After the 1814 restoration of absolute monarchy by Ferdinand, persecution of Freemasonry by the Spanish Inquisition reached its peak.The new Grand Inquisitor, Bishop Mier y Campillo, one of whose obsessions was Freemasonry, issued two edicts in early 1815 following the directives of the Holy See. Mier accused Masons of plotting "not only against thrones, but greatly against religion" and encouraged people to betray them, guaranteeing anonymity. The confiscation of the property of Freemasons was also included. There were many complaints, some false, and confessions, which led to the closure of lodges. Foreign Masons were expelled from Spain and the Spaniards were forced to undergo spiritual exercises. However, there were Masons who did not receive such lenient treatment. Such was the case of the liberal military officer Juan Van Halen. In 1817 he was tortured for two days after being arrested by the Inquisition. Van Halen's own account of the experience, narrated ten years later, is examined in Pío Baroja's book Juan van Halen, the adventurous official (Juan van Halen, el oficial aventurero)

The lists of suspected Masons then made (many kept by the king) were a useful tool in the hands of powerful politicians to get rid of opponents, many of whom may not have been Freemasons, according to Emilio La Parra and Maria Angeles Casado.

Freemasonry reappears in the Liberal Triennium, and develops a political role.

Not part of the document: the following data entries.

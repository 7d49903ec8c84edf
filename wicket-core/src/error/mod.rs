pub mod utilities;

use thiserror::Error;

#[derive(Debug, Error)]
pub enum Error {
    #[error("Authentication error: {0}")]
    Auth(#[from] AuthError),

    #[error("Storage error: {0}")]
    Storage(#[from] StorageError),

    #[error("Validation error: {0}")]
    Validation(#[from] ValidationError),

    #[error("Session error: {0}")]
    Session(#[from] SessionError),

    #[error("Cryptographic error: {0}")]
    Crypto(#[from] CryptoError),
}

#[derive(Debug, Error)]
pub enum AuthError {
    #[error("Invalid credentials")]
    InvalidCredentials,

    /// Deliberately carries no detail about the account behind the identifier.
    #[error("Too many failed login attempts")]
    TooManyAttempts,

    #[error("User already exists")]
    UserAlreadyExists,
}

#[derive(Debug, Error)]
pub enum SessionError {
    #[error("Session not found")]
    NotFound,

    #[error("Session expired")]
    Expired,

    #[error("Invalid token: {0}")]
    InvalidToken(String),
}

#[derive(Debug, Error)]
pub enum StorageError {
    #[error("Database error: {0}")]
    Database(String),

    #[error("Record not found")]
    NotFound,

    #[error("Constraint violation: {0}")]
    Constraint(String),
}

#[derive(Debug, Error)]
pub enum ValidationError {
    #[error("Invalid email format: {0}")]
    InvalidEmail(String),

    #[error("Invalid password: {0}")]
    InvalidPassword(String),

    #[error("Invalid name: {0}")]
    InvalidName(String),

    #[error("Invalid field: {0}")]
    InvalidField(String),

    #[error("Missing required field: {0}")]
    MissingField(String),
}

#[derive(Debug, Error)]
pub enum CryptoError {
    #[error("JWT signing failed: {0}")]
    JwtSigning(String),

    #[error("Password hashing failed: {0}")]
    PasswordHash(String),
}

impl Error {
    pub fn is_auth_error(&self) -> bool {
        matches!(
            self,
            Error::Auth(AuthError::InvalidCredentials)
                | Error::Auth(AuthError::TooManyAttempts)
                | Error::Auth(AuthError::UserAlreadyExists)
        )
    }

    /// True when the identifier is currently locked out by the login throttle.
    pub fn is_lockout(&self) -> bool {
        matches!(self, Error::Auth(AuthError::TooManyAttempts))
    }

    pub fn is_validation_error(&self) -> bool {
        matches!(self, Error::Validation(_))
    }

    pub fn is_storage_error(&self) -> bool {
        matches!(self, Error::Storage(_))
    }

    pub fn is_session_error(&self) -> bool {
        matches!(self, Error::Session(_))
    }

    pub fn is_crypto_error(&self) -> bool {
        matches!(self, Error::Crypto(_))
    }
}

It was repressed again during the Ominous Decade. In 1824 Fernando VII enacted a Royal Charter prohibiting "In the domains of Spain and the Indies, all congregations of Freemasons, rebels (Sp:communeros) and other secret sects."

The height to which the anti-Masonic paranoia could rise is illustrated by "Notions about Freemasonry" a little book published in 1828 that states;

The Congregation of the Freemasons is a military order, estimated to contain a million men, which if necessary can call upon and be assisted by another two million new brothers and friends. [...] All the individuals of that congregation are armed with a hammer.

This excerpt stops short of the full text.